We are in St Jean Pied de Port.  Arrived this morning after driving from Salles de Bain, another lovely town.  We only had 50km to drive today as we wanted to get to St Jean early.  Although it is Easter Friday, everything is open, even the bank, so we were able to get cash out for the Camino as we don't know if we can use our credit card in the small villages.

Very busy here in St Jean.  it's a tourist town as well as the Easter weekend and the starting  point for many pilgrims.  Late this afternoon we watched from our hotel window as walkers filed through the narrow streets searching for their accomadation for the night.

Tomorrow we will drive 50km to Bayonne to drop off the rental car, meet up with Anita, then catch the train back to St Jean.

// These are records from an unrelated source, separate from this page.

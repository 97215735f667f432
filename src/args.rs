//! Argument Builder (C4): renders argument vectors for the three build
//! strategies. Grounded in the teacher's `engine/ffmpeg_args/builder.rs`
//! (token-vector construction keyed off a preset) and in the pack's
//! `streaming_handlers.rs`/`ffmpeg_wrapper.rs` codec-arg conventions
//! (`-movflags +faststart`, `frag_keyframe+empty_moov+default_base_moof`,
//! `-avoid_negative_ts make_zero`).

use std::path::Path;

use crate::decision::Strategy;

/// Output container the Argument Builder targets.
#[derive(Debug, Clone, Copy, PartialEq, Eq)]
pub enum OutputKind {
    Mp4,
    Hls,
}

/// HLS fragment length in seconds, used both for `-hls_time` and to derive
/// the fixed keyint for TRANSCODE-to-HLS.
const HLS_SEGMENT_SECONDS: u32 = 6;
const HLS_ASSUMED_FPS: u32 = 25;

#[derive(Debug, Clone, Default)]
pub struct BuildArgsInput<'a> {
    pub input_path: &'a Path,
    pub output_path: &'a Path,
    pub start_time_seconds: f64,
    /// `audio_start - video_start`, used to derive `asetpts` delay compensation.
    pub audio_video_start_skew_seconds: f64,
}

fn robust_input_preamble(args: &mut Vec<String>, input: &BuildArgsInput) {
    args.push("-fflags".into());
    args.push("+genpts+discardcorrupt+igndts".into());
    args.push("-err_detect".into());
    args.push("ignore_err".into());
    if input.start_time_seconds > 0.0 {
        args.push("-ss".into());
        args.push(format!("{:.3}", input.start_time_seconds));
    }
    args.push("-i".into());
    args.push(input.input_path.display().to_string());
    args.push("-map".into());
    args.push("0:v:0".into());
    args.push("-map".into());
    args.push("0:a:0".into());
    args.push("-sn".into());
    args.push("-dn".into());
}

fn audio_common(args: &mut Vec<String>, input: &BuildArgsInput) {
    args.push("-c:a".into());
    args.push("aac".into());
    args.push("-b:a".into());
    args.push("192k".into());
    args.push("-ac".into());
    args.push("2".into());
    args.push("-ar".into());
    args.push("48000".into());
    if input.audio_video_start_skew_seconds.abs() > 1e-6 {
        args.push("-af".into());
        args.push(format!(
            "asetpts=PTS-{}/TB",
            input.audio_video_start_skew_seconds
        ));
    }
}

fn faststart_or_fragmented(args: &mut Vec<String>, output_kind: OutputKind) {
    match output_kind {
        OutputKind::Mp4 => {
            args.push("-movflags".into());
            args.push("+faststart".into());
        }
        OutputKind::Hls => {
            args.push("-movflags".into());
            args.push("frag_keyframe+empty_moov+default_base_moof".into());
        }
    }
}

/// DEFAULT strategy (§4.4): copy video, re-encode audio, keyframe-aligned
/// start cut, faststart MP4.
pub fn build_default_args(input: &BuildArgsInput) -> Vec<String> {
    let mut args = Vec::new();
    robust_input_preamble(&mut args, input);
    args.push("-avoid_negative_ts".into());
    args.push("make_zero".into());
    args.push("-c:v".into());
    args.push("copy".into());
    audio_common(&mut args, input);
    faststart_or_fragmented(&mut args, OutputKind::Mp4);
    args.push(input.output_path.display().to_string());
    args
}

/// FALLBACK strategy (§4.4): DEFAULT plus timestamp repair flags, used after
/// a run classified as `NonMonotonousDTS` or `TimestampUnset`.
pub fn build_fallback_args(input: &BuildArgsInput) -> Vec<String> {
    let mut args = Vec::new();
    robust_input_preamble(&mut args, input);
    args.push("-avoid_negative_ts".into());
    args.push("make_zero".into());
    args.push("-c:v".into());
    args.push("copy".into());
    args.push("-vsync".into());
    args.push("cfr".into());
    args.push("-max_interleave_delta".into());
    args.push("0".into());
    audio_common(&mut args, input);
    faststart_or_fragmented(&mut args, OutputKind::Mp4);
    args.push(input.output_path.display().to_string());
    args
}

/// TRANSCODE strategy (§4.4): H.264 CRF-23 medium preset, `yuv420p`, same
/// audio policy as DEFAULT. `output_kind` selects MP4 (direct) vs HLS
/// (fragmented, fmp4 segments) muxing.
pub fn build_transcode_args(input: &BuildArgsInput, output_kind: OutputKind) -> Vec<String> {
    let mut args = Vec::new();
    robust_input_preamble(&mut args, input);
    args.push("-avoid_negative_ts".into());
    args.push("make_zero".into());
    args.push("-c:v".into());
    args.push("libx264".into());
    args.push("-preset".into());
    args.push("medium".into());
    args.push("-crf".into());
    args.push("23".into());
    args.push("-pix_fmt".into());
    args.push("yuv420p".into());
    if output_kind == OutputKind::Hls {
        let keyint = HLS_SEGMENT_SECONDS * HLS_ASSUMED_FPS;
        args.push("-g".into());
        args.push(keyint.to_string());
        args.push("-keyint_min".into());
        args.push(keyint.to_string());
        args.push("-sc_threshold".into());
        args.push("0".into());
    }
    audio_common(&mut args, input);

    match output_kind {
        OutputKind::Mp4 => {
            faststart_or_fragmented(&mut args, OutputKind::Mp4);
            args.push(input.output_path.display().to_string());
        }
        OutputKind::Hls => {
            args.push("-f".into());
            args.push("hls".into());
            args.push("-hls_time".into());
            args.push(HLS_SEGMENT_SECONDS.to_string());
            args.push("-hls_list_size".into());
            args.push("0".into());
            args.push("-hls_segment_type".into());
            args.push("fmp4".into());
            args.push("-hls_flags".into());
            args.push("append_list+temp_file".into());
            let dir = input.output_path.parent().unwrap_or_else(|| Path::new("."));
            args.push("-hls_fmp4_init_filename".into());
            args.push("init.mp4".into());
            args.push("-hls_segment_filename".into());
            args.push(dir.join("seg_%05d.m4s").display().to_string());
            args.push(input.output_path.display().to_string());
        }
    }
    args
}

/// Dispatches on a `RemuxDecision`'s strategy. Callers pass the strategy
/// produced by the Decision Engine (or the retry strategy from §7's recovery
/// policy); `Strategy::Unsupported` has no argument vector by invariant.
pub fn build_args(
    strategy: Strategy,
    input: &BuildArgsInput,
    output_kind: OutputKind,
) -> Option<Vec<String>> {
    match strategy {
        Strategy::Default => Some(build_default_args(input)),
        Strategy::Fallback => Some(build_fallback_args(input)),
        Strategy::Transcode => Some(build_transcode_args(input, output_kind)),
        Strategy::Unsupported => None,
    }
}

fn contains_token_pair(args: &[String], a: &str, b: &str) -> bool {
    args.windows(2).any(|w| w[0] == a && w[1] == b)
}

/// Property 10 of §8: DEFAULT strategy args contain these exact token pairs.
pub fn default_args_satisfy_property_10(args: &[String]) -> bool {
    contains_token_pair(args, "-c:v", "copy")
        && contains_token_pair(args, "-c:a", "aac")
        && contains_token_pair(args, "-movflags", "+faststart")
        && args.iter().any(|a| a == "-sn")
        && args.iter().any(|a| a == "-dn")
}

Today we officially became pilgrims as we attended the Pilgrim Office to receive our 'Credintial del Perigrino'. We made a donation and choose our scallop shell to tie onto our packs.  It was quite a moment, we had finally made it to this first point and will  begin walking in just two days!  My next blog will be from somewhere along the Camino.



Wednesday 16 April 2014

Rural France

After leaving Condom and the Gascoyne Region, we travelled to the Dordogne Valley , calling into historical Villages along the way. This area is so fascinating, some villages date back to the 12th century.  All are built around a town square wirh a cathederal and all are architectually unique in some way.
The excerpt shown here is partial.